Prompt =>
Could you write out the opening lines of the data, word for word, stopping after the line that contains "static LISTING_FIELDS: LazyLock<Vec<FieldPattern>>"?

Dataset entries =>
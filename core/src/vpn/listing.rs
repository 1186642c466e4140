//! Turns `aaaa user user search` output into account records.

use std::sync::LazyLock;

use regex_lite::Regex;
use serde::Serialize;

use crate::extract::ExtractedRecord;
use crate::extract::FieldPattern;
use crate::extract::extract;

const ENABLED: &str = "enabled";
const DISABLED: &str = "disabled";

/// Appliance rows read `name .. invalid .. description .. group ..`, so an
/// unquoted description is anchored on the `invalid` token before it; the
/// echoed search command has no such token. Quoted descriptions match anywhere.
const FIELDS: [(&str, &str); 5] = [
    ("name", r"\bname\s+(\S+)"),
    (
        "description",
        r"\binvalid\s+\S+\s+description\s+(.*?)\s+group\s|\bdescription\s+('[^']*')\s+group\s",
    ),
    ("group", r"\bgroup\s+(\S+)"),
    ("mail", r"\bmail\s+(\S+)"),
    ("invalid", r"\binvalid\s+(\S+)"),
];

static LISTING_FIELDS: LazyLock<Vec<FieldPattern>> = LazyLock::new(|| {
    FIELDS
        .iter()
        .filter_map(|(name, pattern)| Regex::new(pattern).ok().map(|re| FieldPattern::new(*name, re)))
        .collect()
});

#[derive(Debug, Clone, PartialEq, Eq, Serialize)]
pub struct VpnUser {
    pub name: String,
    pub description: String,
    pub group: String,
    pub mail: String,
    pub enabled: bool,
    pub status: String,
}

impl VpnUser {
    fn from_record(record: &ExtractedRecord) -> Self {
        let field = |name: &str| record.get(name).map(String::as_str).unwrap_or_default();
        let enabled = status_from_invalid(field("invalid"));
        Self {
            name: field("name").trim().to_string(),
            description: clean_description(field("description")),
            group: display_group(field("group")),
            mail: field("mail").trim().to_string(),
            enabled,
            status: status_label(enabled).to_string(),
        }
    }

    /// Multi-line entry used for progress lines and the job's result text.
    pub fn log_entry(&self) -> String {
        format!(
            "name: {}\ndescription: {}\ngroup: {}\nmail: {}\nstatus: {}",
            self.name, self.description, self.group, self.mail, self.status
        )
    }
}

pub fn parse_listing(output: &str) -> Vec<VpnUser> {
    extract(output, &LISTING_FIELDS)
        .iter()
        .map(VpnUser::from_record)
        .collect()
}

/// The appliance's `invalid` flag is inverted: `no` means the account works.
pub(crate) fn status_from_invalid(invalid: &str) -> bool {
    invalid.trim().eq_ignore_ascii_case("no")
}

pub(crate) fn status_label(enabled: bool) -> &'static str {
    if enabled { ENABLED } else { DISABLED }
}

/// Value for the `invalid` argument of add/modify commands.
pub(crate) fn invalid_flag(enabled: bool) -> &'static str {
    if enabled { "no" } else { "yes" }
}

pub(crate) fn clean_description(description: &str) -> String {
    description.trim().replace('\'', "")
}

/// `sales^root` is shown as `sales`; nested paths keep their inner parts.
pub(crate) fn display_group(group: &str) -> String {
    let group = group.trim();
    let trimmed = match group.len().checked_sub(5) {
        Some(cut) if group.is_char_boundary(cut) && group[cut..].eq_ignore_ascii_case("^root") => {
            &group[..cut]
        }
        _ => group,
    };
    trimmed.trim_end_matches('^').trim().to_string()
}
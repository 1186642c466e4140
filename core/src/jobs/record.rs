use std::fmt;

use base64::Engine;
use base64::engine::general_purpose::URL_SAFE_NO_PAD;
use chrono::DateTime;
use chrono::SecondsFormat;
use chrono::Utc;
use rand::RngCore;
use rand::rng;
use serde::Deserialize;
use serde::Serialize;
use serde_json::Map;
use serde_json::Value;

use crate::decode::repair_garbled;
use crate::operation::OperationReport;
use crate::operation::SystemTag;

const JOB_TOKEN_BYTES: usize = 18;
pub(crate) const SEED_LOG_LINE: &str = "started";

/// Opaque, unguessable job handle.
#[derive(Debug, Clone, PartialEq, Eq, Hash, Serialize, Deserialize)]
#[serde(transparent)]
pub struct JobId(String);

impl JobId {
    pub(crate) fn generate() -> Self {
        let mut buf = [0u8; JOB_TOKEN_BYTES];
        rng().fill_bytes(&mut buf);
        Self(URL_SAFE_NO_PAD.encode(buf))
    }

    pub fn as_str(&self) -> &str {
        &self.0
    }
}

impl From<String> for JobId {
    fn from(value: String) -> Self {
        Self(value)
    }
}

impl From<&str> for JobId {
    fn from(value: &str) -> Self {
        Self(value.to_string())
    }
}

impl fmt::Display for JobId {
    fn fmt(&self, f: &mut fmt::Formatter<'_>) -> fmt::Result {
        f.write_str(&self.0)
    }
}

/// The principal a job belongs to.
#[derive(Debug, Clone, PartialEq, Eq, Serialize, Deserialize)]
pub struct JobOwner {
    pub id: i64,
    pub username: String,
}

impl JobOwner {
    pub fn new(id: i64, username: impl Into<String>) -> Self {
        Self {
            id,
            username: username.into(),
        }
    }
}

#[derive(Debug, Clone, Copy, PartialEq, Eq, Serialize, Deserialize)]
#[serde(rename_all = "snake_case")]
pub enum JobStatus {
    Running,
    Success,
    Failed,
}

impl JobStatus {
    pub fn is_terminal(self) -> bool {
        !matches!(self, JobStatus::Running)
    }
}

/// Progress percentage for a job in the given state.
///
/// Never 0, and never 100 while the job is still running.
pub(crate) fn progress_percent(terminal: bool, processed: usize, total: usize, lines: usize) -> u8 {
    if terminal {
        return 100;
    }
    if total > 0 {
        let pct = processed.saturating_mul(100) / total;
        return pct.clamp(1, 99) as u8;
    }
    if lines == 0 {
        return 1;
    }
    lines.saturating_mul(5).saturating_add(10).min(95) as u8
}

#[derive(Debug, Clone)]
pub(crate) struct Job {
    pub(crate) id: JobId,
    pub(crate) owner: JobOwner,
    pub(crate) system: SystemTag,
    pub(crate) operation: String,
    pub(crate) status: JobStatus,
    pub(crate) ok: bool,
    pub(crate) message: String,
    pub(crate) error: String,
    pub(crate) progress: u8,
    pub(crate) processed: usize,
    pub(crate) total: usize,
    pub(crate) log_lines: Vec<String>,
    pub(crate) result_text: String,
    pub(crate) result_records: Vec<Value>,
    pub(crate) result_details: Map<String, Value>,
    pub(crate) created_at: DateTime<Utc>,
    pub(crate) updated_at: DateTime<Utc>,
}

impl Job {
    pub(crate) fn new(
        id: JobId,
        owner: JobOwner,
        system: SystemTag,
        operation: String,
        now: DateTime<Utc>,
    ) -> Self {
        Self {
            id,
            owner,
            system,
            operation,
            status: JobStatus::Running,
            ok: false,
            message: String::new(),
            error: String::new(),
            progress: 1,
            processed: 0,
            total: 0,
            log_lines: vec![SEED_LOG_LINE.to_string()],
            result_text: String::new(),
            result_records: Vec::new(),
            result_details: Map::new(),
            created_at: now,
            updated_at: now,
        }
    }

    pub(crate) fn is_running(&self) -> bool {
        !self.status.is_terminal()
    }

    /// Returns `false` when the job is already terminal and nothing changed.
    pub(crate) fn apply_progress(
        &mut self,
        line: &str,
        processed: usize,
        total: usize,
        max_log_lines: usize,
        now: DateTime<Utc>,
    ) -> bool {
        if !self.is_running() {
            return false;
        }
        let line = line.trim();
        if !line.is_empty() {
            self.push_line(line.to_string(), max_log_lines);
            self.result_text = self.log_lines.join("\n");
        }
        if total > 0 {
            self.total = total;
        }
        self.processed = self.processed.max(processed);
        let pct = progress_percent(false, self.processed, self.total, self.log_lines.len());
        self.progress = self.progress.max(pct);
        self.updated_at = now;
        true
    }

    pub(crate) fn succeed(&mut self, report: OperationReport, max_log_lines: usize, now: DateTime<Utc>) {
        if !self.is_running() {
            return;
        }
        self.status = JobStatus::Success;
        self.ok = true;
        self.error.clear();
        self.message = match report.message.trim() {
            "" => "completed".to_string(),
            message => message.to_string(),
        };

        let log_text = report
            .log_text
            .as_deref()
            .map(|text| repair_garbled(text).trim().to_string())
            .filter(|text| !text.is_empty());
        if let Some(text) = log_text {
            if self.log_lines.len() <= 1 {
                self.log_lines.clear();
                for line in split_log_text(&text) {
                    self.push_line(line, max_log_lines);
                }
            }
            self.result_text = text;
        } else {
            self.result_text = self.log_lines.join("\n");
        }

        self.result_records = report.items;
        self.result_details = report.details;
        if self.processed == 0 && !self.result_records.is_empty() {
            self.processed = self.result_records.len();
        }
        if self.total == 0 && self.processed > 0 {
            self.total = self.processed;
        }
        self.progress = 100;
        self.updated_at = now;
    }

    pub(crate) fn fail(&mut self, message: &str, error: &str, max_log_lines: usize, now: DateTime<Utc>) {
        if !self.is_running() {
            return;
        }
        let error = match error.trim() {
            "" => "execution failed",
            error => error,
        };
        self.status = JobStatus::Failed;
        self.ok = false;
        self.message = match message.trim() {
            "" => "execution failed".to_string(),
            message => message.to_string(),
        };
        self.error = error.to_string();
        self.push_line(format!("failed: {error}"), max_log_lines);
        self.result_text = self.log_lines.join("\n");
        self.progress = 100;
        self.updated_at = now;
    }

    fn push_line(&mut self, line: String, max_log_lines: usize) {
        self.log_lines.push(line);
        if self.log_lines.len() > max_log_lines {
            let excess = self.log_lines.len() - max_log_lines;
            self.log_lines.drain(..excess);
        }
    }

    pub(crate) fn view(&self) -> JobView {
        JobView {
            job_id: self.id.clone(),
            system: self.system,
            operation: self.operation.clone(),
            status: self.status,
            done: self.status.is_terminal(),
            ok: self.ok,
            message: self.message.clone(),
            error: self.error.clone(),
            progress: self.progress,
            processed: self.processed,
            total: self.total,
            log_lines: self.log_lines.clone(),
            result_text: self.result_text.clone(),
            result_records: self.result_records.clone(),
            result_details: self.result_details.clone(),
            created_at: rfc3339(self.created_at),
            updated_at: rfc3339(self.updated_at),
        }
    }
}

fn split_log_text(text: &str) -> Vec<String> {
    text.replace("\r\n", "\n")
        .split('\n')
        .map(str::trim)
        .filter(|line| !line.is_empty())
        .map(str::to_string)
        .collect()
}

fn rfc3339(ts: DateTime<Utc>) -> String {
    ts.to_rfc3339_opts(SecondsFormat::Secs, true)
}

/// Point-in-time copy of a job, as returned to pollers.
#[derive(Debug, Clone, PartialEq, Serialize)]
pub struct JobView {
    pub job_id: JobId,
    pub system: SystemTag,
    pub operation: String,
    pub status: JobStatus,
    pub done: bool,
    pub ok: bool,
    pub message: String,
    pub error: String,
    pub progress: u8,
    pub processed: usize,
    pub total: usize,
    pub log_lines: Vec<String>,
    pub result_text: String,
    pub result_records: Vec<Value>,
    /// Operation-specific extras, e.g. the firewall outcomes of a delete.
    #[serde(skip_serializing_if = "Map::is_empty")]
    pub result_details: Map<String, Value>,
    pub created_at: String,
    pub updated_at: String,
}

Task result =>
filename core/src/vpn/listing.rs
repository 1186642c466e4140
//! Turns `aaaa user user search` output into account records.

use std::sync::LazyLock;

use regex_lite::Regex;
use serde::Serialize;

use crate::extract::ExtractedRecord;
use crate::extract::FieldPattern;
use crate::extract::extract;

const ENABLED: &str = "enabled";
const DISABLED: &str = "disabled";

/// Appliance rows read `name .. invalid .. description .. group ..`, so an
/// unquoted description is anchored on the `invalid` token before it; the
/// echoed search command has no such token. Quoted descriptions match anywhere.
const FIELDS: [(&str, &str); 5] = [
    ("name", r"\bname\s+(\S+)"),
    (
        "description",
        r"\binvalid\s+\S+\s+description\s+(.*?)\s+group\s|\bdescription\s+('[^']*')\s+group\s",
    ),
    ("group", r"\bgroup\s+(\S+)"),
    ("mail", r"\bmail\s+(\S+)"),
    ("invalid", r"\binvalid\s+(\S+)"),
];

static LISTING_FIELDS: LazyLock<Vec<FieldPattern>> = LazyLock::new(|| {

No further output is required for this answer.